Mike thinks the hack must come through an old, vulnerable version of WordPress. The thing is that I didn’t notice it until I did a search for “Greece” on marga.org – suddenly most of the Google results were for drugs.
I daresay that the hack made me lose quite a bit of page ranking, but it’s my bad for not noticing it before.
I’m writing this in case someone comes across the same file in their website.
Since I moved a couple of my websites to a new server, I’ve been taking a closer look at the logs. I was surprised to see that my marga.org site – my personal site, which mostly includes my recipes, food blog & restaurant reviews – is getting a healthy 6,500 hits a day. Yay! Some closer look at the logs, however, paint a less rosy picture. About 1/4th to 1/3 of my hits are from search engine robots, and probably as many more hits come from spammers.
Spam traffic falls into two main categories: referrer spammers and comment spammers. Referrer spam robots hit your website repeatedly pretending to come from a given site, so that that site appears high on your stats file as a “referrer”. If your web stats file is public (mine is password protected), it will be spidered by google and the listed referrers will count as links from your site to theirs. That helps the referrer appear higher on google searches.
It’s amazing just how many of these junk referrer sites there are. I’ve only been blocking them for a week, and then only the top junk referrers to my sites, and I already have 80 sites blocked by my .htaccess file, in addition to all referrer websites from .ru (Russia) and .pl (Poland).
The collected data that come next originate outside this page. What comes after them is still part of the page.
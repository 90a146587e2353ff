//! The public façade (component G): a single `Client` type that hides which
//! routing policy is in play behind one API, plus the [`ClientBuilder`] that
//! assembles it from server addresses without performing any I/O -- every
//! underlying connection stays lazy until the first operation touches it.

use std::collections::HashMap;
use std::time::Duration;

use futures::future::join_all;

use crate::{
    compression::Compressor,
    connection::{Connection, Credentials},
    engine::Engine,
    error::Error,
    router::{ConsistentHashRouter, ReplicatingRouter},
    transport::{Endpoint, Stream},
    value::Value,
};

/// How a multi-server [`Client`] spreads keys across its servers.
#[derive(Debug, Clone, Copy, PartialEq, Eq)]
pub enum RouterPolicy {
    /// Every server gets a full copy of every key.
    Replicating,
    /// Each key lives on exactly one server, chosen by consistent hashing.
    ConsistentHash,
}

enum Inner<S: Stream, C: Compressor> {
    Replicating(ReplicatingRouter<S, C>),
    ConsistentHash(ConsistentHashRouter<S, C>),
}

/// A memcached client speaking the binary protocol over one or more
/// servers. Generic over the transport (`S`, one per async runtime) and the
/// compressor (`C`, defaulting to [`crate::compression::NoCompressor`] or,
/// with the `zlib` feature, [`crate::compression::DeflateCompressor`]).
pub struct Client<S: Stream, C: Compressor> {
    inner: Inner<S, C>,
}

impl<S: Stream, C: Compressor> Client<S, C> {
    pub async fn get(&self, key: &[u8]) -> Result<Option<(Value, u64)>, Error> {
        match &self.inner {
            Inner::Replicating(r) => r.get(key).await,
            Inner::ConsistentHash(r) => r.get(key).await,
        }
    }

    pub async fn get_multi(&self, keys: &[Vec<u8>]) -> Result<HashMap<Vec<u8>, (Value, u64)>, Error> {
        match &self.inner {
            Inner::Replicating(r) => r.get_multi(keys).await,
            Inner::ConsistentHash(r) => r.get_multi(keys).await,
        }
    }

    /// Store unconditionally. `compress_level` overrides the client's
    /// configured compression level for this call alone; `None` uses the
    /// level the client was built with.
    pub async fn set(
        &self,
        key: &[u8],
        value: impl Into<Value>,
        expire: u32,
        compress_level: Option<i32>,
    ) -> Result<bool, Error> {
        let value = value.into();
        match &self.inner {
            Inner::Replicating(r) => r.set(key, value, expire, compress_level).await,
            Inner::ConsistentHash(r) => r.set(key, value, expire, compress_level).await,
        }
    }

    pub async fn add(
        &self,
        key: &[u8],
        value: impl Into<Value>,
        expire: u32,
        compress_level: Option<i32>,
    ) -> Result<bool, Error> {
        let value = value.into();
        match &self.inner {
            Inner::Replicating(r) => r.add(key, value, expire, compress_level).await,
            Inner::ConsistentHash(r) => r.add(key, value, expire, compress_level).await,
        }
    }

    pub async fn replace(
        &self,
        key: &[u8],
        value: impl Into<Value>,
        expire: u32,
        compress_level: Option<i32>,
    ) -> Result<bool, Error> {
        let value = value.into();
        match &self.inner {
            Inner::Replicating(r) => r.replace(key, value, expire, compress_level).await,
            Inner::ConsistentHash(r) => r.replace(key, value, expire, compress_level).await,
        }
    }

    /// Store only if the stored value's CAS token still matches `cas`. Most
    /// meaningful against [`RouterPolicy::ConsistentHash`], where a key has
    /// exactly one owner; against [`RouterPolicy::Replicating`] the check is
    /// only against the first server that answers.
    pub async fn cas(
        &self,
        key: &[u8],
        value: impl Into<Value>,
        expire: u32,
        cas: u64,
        compress_level: Option<i32>,
    ) -> Result<bool, Error> {
        let value = value.into();
        match &self.inner {
            Inner::Replicating(r) => r.cas(key, value, expire, cas, compress_level).await,
            Inner::ConsistentHash(r) => r.cas(key, value, expire, cas, compress_level).await,
        }
    }

    pub async fn delete(&self, key: &[u8]) -> Result<bool, Error> {
        match &self.inner {
            Inner::Replicating(r) => r.delete(key, 0).await,
            Inner::ConsistentHash(r) => r.delete(key, 0).await,
        }
    }

    pub async fn set_multi(
        &self,
        items: &[(Vec<u8>, Value, u32)],
        compress_level: Option<i32>,
    ) -> Result<bool, Error> {
        match &self.inner {
            Inner::Replicating(r) => r.set_multi(items, compress_level).await,
            Inner::ConsistentHash(r) => r.set_multi(items, compress_level).await,
        }
    }

    pub async fn delete_multi(&self, keys: &[Vec<u8>]) -> Result<bool, Error> {
        match &self.inner {
            Inner::Replicating(r) => r.delete_multi(keys).await,
            Inner::ConsistentHash(r) => r.delete_multi(keys).await,
        }
    }

    pub async fn incr(&self, key: &[u8], delta: u64, initial: u64, expire: u32) -> Result<u64, Error> {
        match &self.inner {
            Inner::Replicating(r) => r.incr(key, delta, initial, expire).await,
            Inner::ConsistentHash(r) => r.incr(key, delta, initial, expire).await,
        }
    }

    pub async fn decr(&self, key: &[u8], delta: u64, initial: u64, expire: u32) -> Result<u64, Error> {
        match &self.inner {
            Inner::Replicating(r) => r.decr(key, delta, initial, expire).await,
            Inner::ConsistentHash(r) => r.decr(key, delta, initial, expire).await,
        }
    }

    /// Flush every server. `true` if any server confirmed the flush -- a
    /// disconnected server's flush is itself reported as `true` (see
    /// [`crate::engine::Engine::flush_all`]), so this is `false` only if a
    /// server that *is* reachable rejected it.
    pub async fn flush_all(&self, delay: u32) -> Result<bool, Error> {
        let results = join_all(self.all_engines().iter().map(|e| e.flush_all(delay))).await;
        let mut any = false;
        for result in results {
            if result? {
                any = true;
            }
        }
        Ok(any)
    }

    /// Each server's version string, keyed by its position in the
    /// configuration order.
    pub async fn version(&self) -> Result<Vec<Option<String>>, Error> {
        join_all(self.all_engines().iter().map(|e| e.version()))
            .await
            .into_iter()
            .collect()
    }

    /// Each server's stats map, keyed by its position in the configuration
    /// order.
    pub async fn stats(&self) -> Result<Vec<HashMap<String, String>>, Error> {
        join_all(self.all_engines().iter().map(|e| e.stat(None)))
            .await
            .into_iter()
            .collect()
    }

    pub async fn disconnect_all(&self) {
        join_all(self.all_engines().iter().map(|e| e.disconnect())).await;
    }

    fn all_engines(&self) -> &[std::sync::Arc<Engine<S, C>>] {
        match &self.inner {
            Inner::Replicating(r) => r.engines(),
            Inner::ConsistentHash(r) => r.engines(),
        }
    }
}

/// Assembles a [`Client`] from server addresses. No I/O happens until the
/// first operation runs; every connection is opened lazily.
pub struct ClientBuilder {
    servers: Vec<String>,
    credentials: Option<Credentials>,
    socket_timeout: Option<Duration>,
    policy: RouterPolicy,
}

impl ClientBuilder {
    pub fn new(servers: Vec<String>) -> Self {
        ClientBuilder {
            servers,
            credentials: None,
            socket_timeout: None,
            policy: RouterPolicy::Replicating,
        }
    }

    pub fn credentials(mut self, username: impl Into<String>, password: impl Into<String>) -> Self {
        self.credentials = Some(Credentials {
            username: username.into(),
            password: password.into(),
        });
        self
    }

    pub fn socket_timeout(mut self, timeout: Duration) -> Self {
        self.socket_timeout = Some(timeout);
        self
    }

    pub fn policy(mut self, policy: RouterPolicy) -> Self {
        self.policy = policy;
        self
    }

    pub fn build<S: Stream, C: Compressor>(self, compressor: C, compress_level: i32) -> Client<S, C> {
        let engines: Vec<Engine<S, C>> = self
            .servers
            .iter()
            .map(|server| {
                let connection = Connection::new(
                    Endpoint::parse(server),
                    self.socket_timeout,
                    self.credentials.clone(),
                );
                Engine::new(connection, compressor.clone(), compress_level)
            })
            .collect();

        let inner = match self.policy {
            RouterPolicy::Replicating => Inner::Replicating(ReplicatingRouter::new(engines)),
            RouterPolicy::ConsistentHash => Inner::ConsistentHash(ConsistentHashRouter::new(&self.servers, engines)),
        };
        Client { inner }
    }
}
I anticipate that for every junk referrer I block, another will take its place at the top of my referrer stats. I’m not sure if there is anything I can do about this beyond manually blocking them. Google, on the other hand, could just stop indexing stat files and make this problem moot.
Comment spam is significantly less annoying now that I moved to using wordpress as my blog software. Comment spam are just comments left after blog topics, whose main purpose is to link to the spammer’s site. WordPress has a very useful plugin called Akismet, which identifies and blocks most of the comment spam. It’s amazingly accurate.
I just got a comment to my safari entry on my personal blog which I think may be a new type of blog comment spam. Spammers have taken to make comments on blogs with links to their websites. Sometimes these comments are just links, but other times they try to be sneaky and they comment praising your blog and saying how useful it is. Here is an example:
“You made some really good points in your article. I did a search on the topic and found most people will agree with you.”
But I just got a new type of spam that it’s even sneakier – directly addressing the topic of your blog post, and of course, providing a link to a commercial site. In the case of my “safari” entry, the comment basically provided a dictionary definition of the word safari. I actually thought of approving the comment when I saw it – though after looking at my entry I realized that such comment was completely unrelated to what I’d written.
So anyway, this is a warning to other bloggers who might be wondering whether those types of comments are legitimate or not.